╭─ Records shown
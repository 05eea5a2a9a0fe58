//! Stylesheet and declaration-list parsing over `cssparser`.
//!
//! Rule structure comes from `cssparser`'s `StyleSheetParser` and
//! `RuleBodyParser`. The parsers here only decide what each rule becomes:
//! style rules, grouping at-rules, `@page`, `@font-face`, `@keyframes`, or an
//! opaque at-rule. In a stylesheet any rule `cssparser` cannot make sense of
//! is an error. Inside a declaration block a broken declaration is skipped,
//! the same way a browser skips it.

use cssparser::{
    parse_important, AtRuleParser, CowRcStr, DeclarationParser, Delimiter,
    ParseError as CssError, ParseErrorKind, Parser, ParserInput, ParserState,
    QualifiedRuleParser, RuleBodyItemParser, RuleBodyParser, StyleSheetParser,
};

use crate::error::{Invalid, ParseError};
use crate::stylesheet::{
    AtRule, Declaration, DeclarationAtRule, DeclarationBlock, GroupingRule, KeyframeRule,
    KeyframesRule, Rule, StyleRule, StyleSheet,
};
use crate::tokens::serialize_tokens;

/// Deepest block nesting accepted before parsing is abandoned.
pub const MAX_BLOCK_DEPTH: usize = 32;

/// Parses the body of a `<style>` element.
pub fn parse_stylesheet(css: &str) -> Result<StyleSheet, ParseError> {
    let mut input = ParserInput::new(css);
    let mut input = Parser::new(&mut input);
    let mut parser = RuleListParser { depth: 0 };
    let mut rules = Vec::new();

    for item in StyleSheetParser::new(&mut input, &mut parser) {
        match item {
            Ok(rule) => rules.push(rule),
            Err((error, rule)) => return Err(refusal(error, rule)),
        }
    }
    Ok(StyleSheet { rules })
}

/// Parses the value of a `style` attribute.
pub fn parse_declarations(css: &str) -> Result<DeclarationBlock, ParseError> {
    let mut input = ParserInput::new(css);
    let mut input = Parser::new(&mut input);
    declaration_list(&mut input, 0).map_err(|error| refusal(error, css))
}

fn refusal(error: CssError<'_, Invalid>, rule: &str) -> ParseError {
    match error.kind {
        ParseErrorKind::Custom(Invalid::TooDeep) => ParseError::NestingTooDeep {
            limit: MAX_BLOCK_DEPTH,
        },
        _ => ParseError::InvalidRule {
            line: error.location.line + 1,
            column: error.location.column,
            rule: rule.trim().to_string(),
        },
    }
}

fn is_too_deep(error: &CssError<'_, Invalid>) -> bool {
    matches!(error.kind, ParseErrorKind::Custom(Invalid::TooDeep))
}

fn rule_list<'i>(input: &mut Parser<'i, '_>, depth: usize) -> Result<Vec<Rule>, CssError<'i, Invalid>> {
    let mut parser = RuleListParser { depth };
    let mut rules = Vec::new();
    for item in RuleBodyParser::new(input, &mut parser) {
        match item {
            Ok(rule) => rules.push(rule),
            Err((error, _)) => return Err(error),
        }
    }
    Ok(rules)
}

fn declaration_list<'i>(
    input: &mut Parser<'i, '_>,
    depth: usize,
) -> Result<DeclarationBlock, CssError<'i, Invalid>> {
    if depth > MAX_BLOCK_DEPTH {
        return Err(input.new_custom_error(Invalid::TooDeep));
    }
    let mut parser = DeclarationListParser { depth };
    let mut block = DeclarationBlock::default();
    for item in RuleBodyParser::new(input, &mut parser) {
        match item {
            Ok(declaration) => block.declarations.push(declaration),
            Err((error, _)) if is_too_deep(&error) => return Err(error),
            Err(_) => {}
        }
    }
    Ok(block)
}

fn keyframe_list<'i>(
    input: &mut Parser<'i, '_>,
    depth: usize,
) -> Result<Vec<KeyframeRule>, CssError<'i, Invalid>> {
    let mut parser = KeyframeListParser { depth };
    let mut frames = Vec::new();
    for item in RuleBodyParser::new(input, &mut parser) {
        match item {
            Ok(frame) => frames.push(frame),
            Err((error, _)) => return Err(error),
        }
    }
    Ok(frames)
}

#[derive(Debug, Clone, Copy, PartialEq, Eq)]
enum AtRuleKind {
    Grouping,
    Page,
    FontFace,
    Keyframes,
    Opaque,
}

impl AtRuleKind {
    fn of(keyword: &str) -> Self {
        match keyword {
            "media" | "supports" | "document" | "-moz-document" => AtRuleKind::Grouping,
            "page" => AtRuleKind::Page,
            "font-face" => AtRuleKind::FontFace,
            k if k == "keyframes" || k.ends_with("-keyframes") => AtRuleKind::Keyframes,
            _ => AtRuleKind::Opaque,
        }
    }
}

struct AtPrelude {
    kind: AtRuleKind,
    keyword: String,
    prelude: String,
}

fn opaque_rule(keyword: String, prelude: String, block: Option<String>) -> Rule {
    let rule = AtRule {
        keyword,
        prelude,
        block,
    };
    if rule.keyword == "import" {
        Rule::Import(rule)
    } else {
        Rule::Other(rule)
    }
}

/// Rules at the top of a stylesheet or inside a grouping at-rule.
struct RuleListParser {
    depth: usize,
}
//! loader.rs - Reads policy XML documents into a resolved `Policy`.
//!
//! The document is first deserialized into plain `serde` structs mirroring
//! the XML, then resolved: common regexps are compiled, `<common-attributes>`
//! references are copied into the tag rules and global attributes that use
//! them, and action names become enums. A dangling reference is an error, so
//! a policy that loads never needs to look anything up by reference again.
//!
//! License: MIT OR APACHE 2.0

use log::{debug, info, warn};
use once_cell::sync::OnceCell;
use serde::Deserialize;
use std::collections::HashMap;
use std::path::Path;
use std::sync::Arc;

use super::compiler::PatternCache;
use super::{AttributeRule, CssPropertyRule, OnInvalid, Pattern, Policy, TagAction, TagRule};
use crate::errors::SieveError;

const DEFAULT_POLICY_XML: &str = include_str!("../../policies/default.xml");

static SHARED_DEFAULT: OnceCell<Arc<Policy>> = OnceCell::new();

#[derive(Debug, Default, Deserialize)]
#[serde(rename_all = "kebab-case")]
struct PolicyDocument {
    #[serde(default)]
    directives: DirectiveList,
    #[serde(default)]
    common_regexps: RegexpList,
    #[serde(default)]
    common_attributes: AttributeList,
    #[serde(default)]
    global_tag_attributes: AttributeList,
    #[serde(default)]
    tag_rules: TagList,
    #[serde(default)]
    css_rules: PropertyList,
}

#[derive(Debug, Default, Deserialize)]
struct DirectiveList {
    #[serde(rename = "directive", default)]
    items: Vec<RawDirective>,
}

#[derive(Debug, Deserialize)]
struct RawDirective {
    #[serde(rename = "@name")]
    name: String,
    #[serde(rename = "@value")]
    value: String,
}

#[derive(Debug, Default, Deserialize)]
struct RegexpList {
    #[serde(rename = "regexp", default)]
    items: Vec<RawRegexp>,
}

#[derive(Debug, Deserialize)]
struct RawRegexp {
    #[serde(rename = "@name")]
    name: Option<String>,
    #[serde(rename = "@value")]
    value: Option<String>,
}

#[derive(Debug, Default, Deserialize)]
struct LiteralList {
    #[serde(rename = "literal", default)]
    items: Vec<RawLiteral>,
}

#[derive(Debug, Deserialize)]
struct RawLiteral {
    #[serde(rename = "@value")]
    value: Option<String>,
    #[serde(rename = "$text")]
    text: Option<String>,
}

impl RawLiteral {
    fn into_value(self) -> Option<String> {
        match self.value {
            Some(v) if !v.is_empty() => Some(v),
            _ => self.text,
        }
    }
}

#[derive(Debug, Default, Deserialize)]
struct AttributeList {
    #[serde(rename = "attribute", default)]
    items: Vec<RawAttribute>,
}

#[derive(Debug, Deserialize)]
struct RawAttribute {
    #[serde(rename = "@name")]
    name: String,
    #[serde(rename = "@description")]
    description: Option<String>,
    #[serde(rename = "@onInvalid")]
    on_invalid: Option<String>,
    #[serde(rename = "regexp-list")]
    regexp_list: Option<RegexpList>,
    #[serde(rename = "literal-list")]
    literal_list: Option<LiteralList>,
}

impl RawAttribute {
    /// An attribute written without any value lists is a reference to
    /// `<common-attributes>`.
    fn is_reference(&self) -> bool {
        self.regexp_list.is_none() && self.literal_list.is_none()
    }
}

#[derive(Debug, Default, Deserialize)]
struct TagList {
    #[serde(rename = "tag", default)]
    items: Vec<RawTag>,
}

#[derive(Debug, Deserialize)]
struct RawTag {
    #[serde(rename = "@name")]
    name: String,
    #[serde(rename = "@action")]
    action: Option<String>,
    #[serde(rename = "attribute", default)]
    attributes: Vec<RawAttribute>,
}

#[derive(Debug, Default, Deserialize)]
struct PropertyList {
    #[serde(rename = "property", default)]
    items: Vec<RawProperty>,
}

#[derive(Debug, Deserialize)]
struct RawProperty {
    #[serde(rename = "@name")]
    name: String,
    #[serde(rename = "@description")]
    description: Option<String>,
    #[serde(rename = "@onInvalid")]
    on_invalid: Option<String>,
    #[serde(rename = "@default")]
    default_value: Option<String>,
    #[serde(rename = "regexp-list")]
    regexp_list: Option<RegexpList>,
    #[serde(rename = "literal-list")]
    literal_list: Option<LiteralList>,
    #[serde(rename = "shorthand-list")]
    shorthand_list: Option<ShorthandList>,
}

#[derive(Debug, Default, Deserialize)]
struct ShorthandList {
    #[serde(rename = "shorthand", default)]
    items: Vec<RawShorthand>,
}

#[derive(Debug, Deserialize)]
struct RawShorthand {
    #[serde(rename = "@name")]
    name: String,
}

impl Policy {
    /// Parses and resolves a policy from XML text.
    pub fn from_xml_str(xml: &str) -> Result<Self, SieveError> {
        let document: PolicyDocument =
            quick_xml::de::from_str(xml).map_err(|e| SieveError::PolicyFormat(e.to_string()))?;
        Resolver::default().resolve(document)
    }

    /// Loads a policy from an XML file.
    pub fn from_file<P: AsRef<Path>>(path: P) -> Result<Self, SieveError> {
        let path = path.as_ref();
        info!("Loading policy from: {}", path.display());
        let xml = std::fs::read_to_string(path).map_err(|source| SieveError::PolicyIo {
            path: path.display().to_string(),
            source,
        })?;
        let policy = Self::from_xml_str(&xml)?;
        info!(
            "Loaded policy from {} ({} tag rules, {} css rules).",
            path.display(),
            policy.tag_rules.len(),
            policy.css_rules.len()
        );
        Ok(policy)
    }

    /// Loads the policy embedded in the library.
    pub fn load_default() -> Result<Self, SieveError> {
        debug!("Loading default policy from embedded string...");
        Self::from_xml_str(DEFAULT_POLICY_XML)
    }

    /// The embedded policy, loaded on first use and shared afterwards.
    pub fn shared_default() -> Result<Arc<Self>, SieveError> {
        SHARED_DEFAULT
            .get_or_try_init(|| Self::load_default().map(Arc::new))
            .map(Arc::clone)
    }
}

#[derive(Default)]
struct Resolver {
    cache: PatternCache,
}

impl Resolver {
    fn resolve(mut self, document: PolicyDocument) -> Result<Policy, SieveError> {
        let mut policy = Policy::default();

        for directive in document.directives.items {
            policy
                .directives
                .entry(directive.name)
                .or_insert(directive.value);
        }

        for regexp in document.common_regexps.items {
            let (name, value) = match (regexp.name, regexp.value) {
                (Some(name), Some(value)) => (name, value),
                (name, _) => {
                    return Err(SieveError::PolicyFormat(format!(
                        "<common-regexps> entry '{}' needs both a name and a value",
                        name.unwrap_or_default()
                    )))
                }
            };
            if policy.common_regexps.contains_key(&name) {
                continue;
            }
            let pattern = self.cache.get_or_compile(&name, &value)?;
            policy.common_regexps.insert(name, pattern);
        }

        for raw in document.common_attributes.items {
            let rule = self.attribute_rule(raw, &policy.common_regexps)?;
            policy
                .common_attributes
                .entry(rule.name.to_lowercase())
                .or_insert(rule);
        }

        for raw in document.global_tag_attributes.items {
            let rule = referenced_attribute(&raw, &policy.common_attributes, "global-tag-attributes")?;
            policy.global_attributes.insert(rule.name.to_lowercase(), rule);
        }

        for raw in document.tag_rules.items {
            let rule = self.tag_rule(raw, &policy)?;
            policy.tag_rules.insert(rule.name.to_lowercase(), rule);
        }

        for raw in document.css_rules.items {
            let rule = self.css_rule(raw, &policy.common_regexps)?;
            policy.css_rules.insert(rule.name.to_lowercase(), rule);
        }

        for rule in policy.css_rules.values() {
            for reference in &rule.shorthand_refs {
                if !policy.css_rules.contains_key(&reference.to_lowercase()) {
                    warn!(
                        "Css property '{}' lists shorthand '{}', which is not defined; it will be ignored.",
                        rule.name, reference
                    );
                }
            }
        }

        debug!(
            "Resolved policy: {} directives, {} common regexps ({} distinct patterns compiled, {} reused), {} tag rules, {} css rules.",
            policy.directives.len(),
            policy.common_regexps.len(),
            self.cache.len(),
            self.cache.hits(),
            policy.tag_rules.len(),
            policy.css_rules.len()
        );
        Ok(policy)
    }

    fn patterns(
        &mut self,
        list: Option<RegexpList>,
        owner: &str,
        common: &HashMap<String, Pattern>,
    ) -> Result<Vec<Pattern>, SieveError> {
        let mut patterns = Vec::new();
        for regexp in list.map(|l| l.items).unwrap_or_default() {
            match (regexp.name.filter(|n| !n.is_empty()), regexp.value) {
                (Some(name), _) => match common.get(&name) {
                    Some(pattern) => patterns.push(pattern.clone()),
                    None => {
                        return Err(SieveError::UndefinedRegexp {
                            name,
                            owner: owner.to_string(),
                        })
                    }
                },
                (None, Some(value)) if !value.is_empty() => {
                    patterns.push(self.cache.get_or_compile(owner, &value)?);
                }
                (None, _) => {
                    return Err(SieveError::PolicyFormat(format!(
                        "a <regexp> in the definition of '{}' has neither a name nor a value",
                        owner
                    )))
                }
            }
        }
        Ok(patterns)
    }

    fn attribute_rule(
        &mut self,
        raw: RawAttribute,
        common: &HashMap<String, Pattern>,
    ) -> Result<AttributeRule, SieveError> {
        let allowed_patterns = self.patterns(raw.regexp_list, &raw.name, common)?;
        let allowed_literals = literals(raw.literal_list);
        Ok(AttributeRule {
            on_invalid: on_invalid(raw.on_invalid.as_deref(), &raw.name),
            description: raw.description,
            name: raw.name,
            allowed_literals,
            allowed_patterns,
        })
    }

    fn tag_rule(&mut self, raw: RawTag, policy: &Policy) -> Result<TagRule, SieveError> {
        let action = match raw.action.as_deref().map(TagAction::parse) {
            Some(Some(action)) => action,
            Some(None) | None => {
                warn!(
                    "Tag '{}' has unknown action {:?}; treating it as 'remove'.",
                    raw.name, raw.action
                );
                TagAction::Remove
            }
        };

        let mut rule = TagRule::new(raw.name, action);
        for attribute in raw.attributes {
            let resolved = if attribute.is_reference() {
                referenced_attribute(&attribute, &policy.common_attributes, &rule.name)?
            } else {
                self.attribute_rule(attribute, &policy.common_regexps)?
            };
            rule.allowed_attributes
                .insert(resolved.name.to_lowercase(), resolved);
        }
        Ok(rule)
    }

    fn css_rule(
        &mut self,
        raw: RawProperty,
        common: &HashMap<String, Pattern>,
    ) -> Result<CssPropertyRule, SieveError> {
        let allowed_patterns = self.patterns(raw.regexp_list, &raw.name, common)?;
        Ok(CssPropertyRule {
            allowed_patterns,
            allowed_literals: literals(raw.literal_list),
            shorthand_refs: raw
                .shorthand_list
                .map(|l| l.items.into_iter().map(|s| s.name).collect())
                .unwrap_or_default(),
            on_invalid: on_invalid(raw.on_invalid.as_deref(), &raw.name),
            description: raw.description,
            default_value: raw.default_value,
            name: raw.name,
        })
    }
}

/// Copies a `<common-attributes>` entry, applying any `onInvalid` or
/// `description` override written on the reference.
fn referenced_attribute(
    raw: &RawAttribute,
    common: &HashMap<String, AttributeRule>,
    owner: &str,
) -> Result<AttributeRule, SieveError> {
    let mut rule = common
        .get(&raw.name.to_lowercase())
        .cloned()
        .ok_or_else(|| SieveError::UndefinedAttribute {
            name: raw.name.clone(),
            owner: owner.to_string(),
        })?;

    if let Some(action) = raw.on_invalid.as_deref().filter(|s| !s.is_empty()) {
        rule.on_invalid = on_invalid(Some(action), &raw.name);
    }
    if let Some(description) = raw.description.as_ref().filter(|s| !s.is_empty()) {
        rule.description = Some(description.clone());
    }
    Ok(rule)
}

fn literals(list: Option<LiteralList>) -> Vec<String> {
    list.map(|l| l.items.into_iter().filter_map(RawLiteral::into_value).collect())
        .unwrap_or_default()
}

fn on_invalid(raw: Option<&str>, owner: &str) -> OnInvalid {
    match raw.filter(|s| !s.trim().is_empty()) {
        None => OnInvalid::default(),
        Some(value) => OnInvalid::parse(value).unwrap_or_else(|| {
            warn!(
                "'{}' has unknown onInvalid value '{}'; using removeAttribute.",
                owner, value
            );
            OnInvalid::RemoveAttribute
        }),
    }
}
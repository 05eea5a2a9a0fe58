// tagsieve-core/tests/policy_integration_tests.rs
use anyhow::Result;
use std::io::Write;
use tempfile::NamedTempFile;
use test_log::test;

use tagsieve_core::{headless_scan, DiagnosticKind, OnInvalid, Policy, SieveError, TagAction};

const FORUM_POLICY: &str = r#"<?xml version="1.0" encoding="UTF-8"?>
<anti-samy-rules>
  <directives>
    <directive name="maxInputSize" value="500"/>
    <directive name="preserveComments" value="false"/>
  </directives>
  <common-regexps>
    <regexp name="word" value="[a-z]+"/>
  </common-regexps>
  <common-attributes>
    <attribute name="class">
      <regexp-list>
        <regexp name="word"/>
      </regexp-list>
    </attribute>
  </common-attributes>
  <global-tag-attributes>
    <attribute name="class" onInvalid="removeTag"/>
  </global-tag-attributes>
  <tag-rules>
    <tag name="p" action="validate"/>
    <tag name="em" action="validate"/>
    <tag name="marquee" action="remove"/>
  </tag-rules>
  <css-rules/>
</anti-samy-rules>
"#;

fn write_policy(xml: &str) -> Result<NamedTempFile> {
    let mut file = NamedTempFile::new()?;
    file.write_all(xml.as_bytes())?;
    Ok(file)
}

#[test]
fn test_policy_from_file_drives_the_scan() -> Result<()> {
    let file = write_policy(FORUM_POLICY)?;
    let policy = Policy::from_file(file.path())?;

    assert_eq!(policy.tag_rule("marquee").map(|t| t.action), Some(TagAction::Remove));
    assert_eq!(
        policy.global_attribute("class").map(|a| a.on_invalid),
        Some(OnInvalid::RemoveTag)
    );

    let result = headless_scan(
        r#"<p class="intro">hi<!-- x --><em class="NOPE">gone</em><marquee>m</marquee></p>"#,
        &policy,
    )?;
    assert_eq!(result.clean_output(), r#"<p class="intro">hi</p>"#);
    assert_eq!(result.count_of(DiagnosticKind::AttributeInvalid), 1);
    assert_eq!(result.count_of(DiagnosticKind::TagRemoved), 1);
    Ok(())
}

#[test]
fn test_file_policy_size_limit() -> Result<()> {
    let file = write_policy(FORUM_POLICY)?;
    let policy = Policy::from_file(file.path())?;
    let err = headless_scan(&"x".repeat(501), &policy).unwrap_err();
    assert!(matches!(err, SieveError::InputTooLarge { size: 501, max: 500 }));
    Ok(())
}

#[test]
fn test_missing_policy_file() {
    let err = Policy::from_file("/definitely/not/here/policy.xml").unwrap_err();
    assert!(matches!(err, SieveError::PolicyIo { .. }));
    assert!(err.is_config_error());
}

#[test]
fn test_invalid_directive_falls_back_to_default() -> Result<()> {
    let xml = r#"<policy>
        <directives><directive name="maxInputSize" value="lots"/></directives>
        <tag-rules><tag name="b" action="validate"/></tag-rules>
    </policy>"#;
    let policy = Policy::from_xml_str(xml)?;
    assert!(matches!(
        policy.directive_as_int("maxInputSize", 1),
        Err(SieveError::InvalidDirective { .. })
    ));
    let result = headless_scan("<b>fine</b>", &policy)?;
    assert_eq!(result.clean_output(), "<b>fine</b>");
    Ok(())
}

#[test]
fn test_policy_is_shared_read_only_across_scans() -> Result<()> {
    let policy = Policy::load_default()?;
    let first = headless_scan("<u onmouseover=\"x\">a</u>", &policy)?;
    let second = headless_scan("<u onmouseover=\"x\">a</u>", &policy)?;
    assert_eq!(first.clean_output(), second.clean_output());
    assert_eq!(first.error_messages(), second.error_messages());
    Ok(())
}
// tagsieve/src/commands/policy.rs
//! The `policy` command: load a policy and describe what it allows.

use anyhow::Result;
use is_terminal::IsTerminal;
use std::collections::BTreeMap;
use std::io::{self, Write};
use std::path::Path;
use tagsieve_core::{Policy, TagAction};

use crate::commands::load_policy;
use crate::ui::output_format::styled;
use crate::ui::theme::{ThemeEntry, ThemeMap};

pub fn run_policy(path: Option<&Path>, verbose: bool, theme: &ThemeMap) -> Result<()> {
    let policy = load_policy(path)?;
    let stdout = io::stdout();
    let colors = stdout.is_terminal();
    let mut writer = stdout.lock();
    let source = path.map_or_else(|| "built-in policy".to_string(), |p| p.display().to_string());
    write_summary(&policy, &source, verbose, &mut writer, theme, colors)?;
    Ok(())
}

pub fn write_summary<W: Write>(
    policy: &Policy,
    source: &str,
    verbose: bool,
    writer: &mut W,
    theme: &ThemeMap,
    colors: bool,
) -> io::Result<()> {
    writeln!(
        writer,
        "{}",
        styled(&format!("Policy: {}", source), ThemeEntry::Header, theme, colors)
    )?;

    let directives: BTreeMap<&str, &str> = policy.directives().collect();
    writeln!(writer, "Directives ({}):", directives.len())?;
    for (name, value) in &directives {
        writeln!(writer, "  {} = {}", name, value)?;
    }

    let mut by_action: BTreeMap<&'static str, Vec<&str>> = BTreeMap::new();
    for rule in policy.tag_rules() {
        by_action
            .entry(rule.action.as_str())
            .or_default()
            .push(rule.name.as_str());
    }
    let total_tags: usize = by_action.values().map(Vec::len).sum();
    writeln!(writer, "Tag rules ({}):", total_tags)?;
    for action in [TagAction::Validate, TagAction::Filter, TagAction::Truncate, TagAction::Remove] {
        let Some(names) = by_action.get_mut(action.as_str()) else {
            continue;
        };
        names.sort_unstable();
        write!(
            writer,
            "  {}: {}",
            styled(action.as_str(), ThemeEntry::SummaryKind, theme, colors),
            styled(&names.len().to_string(), ThemeEntry::SummaryCount, theme, colors)
        )?;
        if verbose {
            write!(writer, " ({})", names.join(", "))?;
        }
        writeln!(writer)?;
    }

    let mut globals: Vec<&str> = policy.global_attributes().map(|a| a.name.as_str()).collect();
    globals.sort_unstable();
    writeln!(writer, "Global attributes ({}): {}", globals.len(), globals.join(", "))?;

    let mut properties: Vec<&str> = policy.css_rules().map(|r| r.name.as_str()).collect();
    properties.sort_unstable();
    write!(writer, "CSS properties ({})", properties.len())?;
    if verbose && !properties.is_empty() {
        write!(writer, ": {}", properties.join(", "))?;
    }
    writeln!(writer)?;

    writeln!(
        writer,
        "Common regexps: {}, common attributes: {}",
        policy.common_regexp_count(),
        policy.common_attribute_count()
    )
}
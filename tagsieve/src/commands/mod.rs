// tagsieve/src/commands/mod.rs
//! Command implementations and the input/policy plumbing they share.

pub mod check;
pub mod policy;
pub mod sanitize;

use anyhow::{Context, Result};
use is_terminal::IsTerminal;
use log::debug;
use std::io::{self, Read};
use std::path::Path;
use std::sync::Arc;
use tagsieve_core::{HtmlScanner, Policy};

use crate::ui::output_format;
use crate::ui::theme::ThemeMap;

/// Reads the whole input file, or stdin when no file is given.
pub fn read_input(path: Option<&Path>) -> Result<String> {
    match path {
        Some(path) => {
            debug!("Reading input from file: {}", path.display());
            std::fs::read_to_string(path)
                .with_context(|| format!("Failed to read input file: {}", path.display()))
        }
        None => {
            debug!("Reading input from stdin.");
            let mut buffer = String::new();
            io::stdin()
                .read_to_string(&mut buffer)
                .context("Failed to read from stdin")?;
            Ok(buffer)
        }
    }
}

/// Loads the policy file when given, otherwise the built-in policy.
pub fn load_policy(path: Option<&Path>) -> Result<Arc<Policy>> {
    match path {
        Some(path) => Policy::from_file(path)
            .map(Arc::new)
            .with_context(|| format!("Failed to load policy '{}'", path.display())),
        None => Policy::shared_default().context("Failed to load the built-in policy"),
    }
}

pub fn build_engine(policy_path: Option<&Path>) -> Result<HtmlScanner> {
    Ok(HtmlScanner::new(load_policy(policy_path)?))
}

/// Helper for printing info messages to stderr.
pub fn info_msg(msg: impl AsRef<str>, theme: &ThemeMap) {
    let colors = io::stderr().is_terminal();
    let _ = output_format::print_info_message(&mut io::stderr(), msg.as_ref(), theme, colors);
}

/// Helper for printing warning messages to stderr.
pub fn warn_msg(msg: impl AsRef<str>, theme: &ThemeMap) {
    let colors = io::stderr().is_terminal();
    let _ = output_format::print_warn_message(&mut io::stderr(), msg.as_ref(), theme, colors);
}

/// Helper for printing error messages to stderr.
pub fn error_msg(msg: impl AsRef<str>, theme: &ThemeMap) {
    let colors = io::stderr().is_terminal();
    let _ = output_format::print_error_message(&mut io::stderr(), msg.as_ref(), theme, colors);
}
// tagsieve-core/src/engines/mod.rs
//! Concrete implementations of the `SanitizationEngine` trait.
//!
//! # License
//! MIT OR APACHE 2.0

pub mod html_scanner;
╰─
■ What to work on: How many lines of the entries above include the word "static"? Answer with the number only.

■ Your response: 2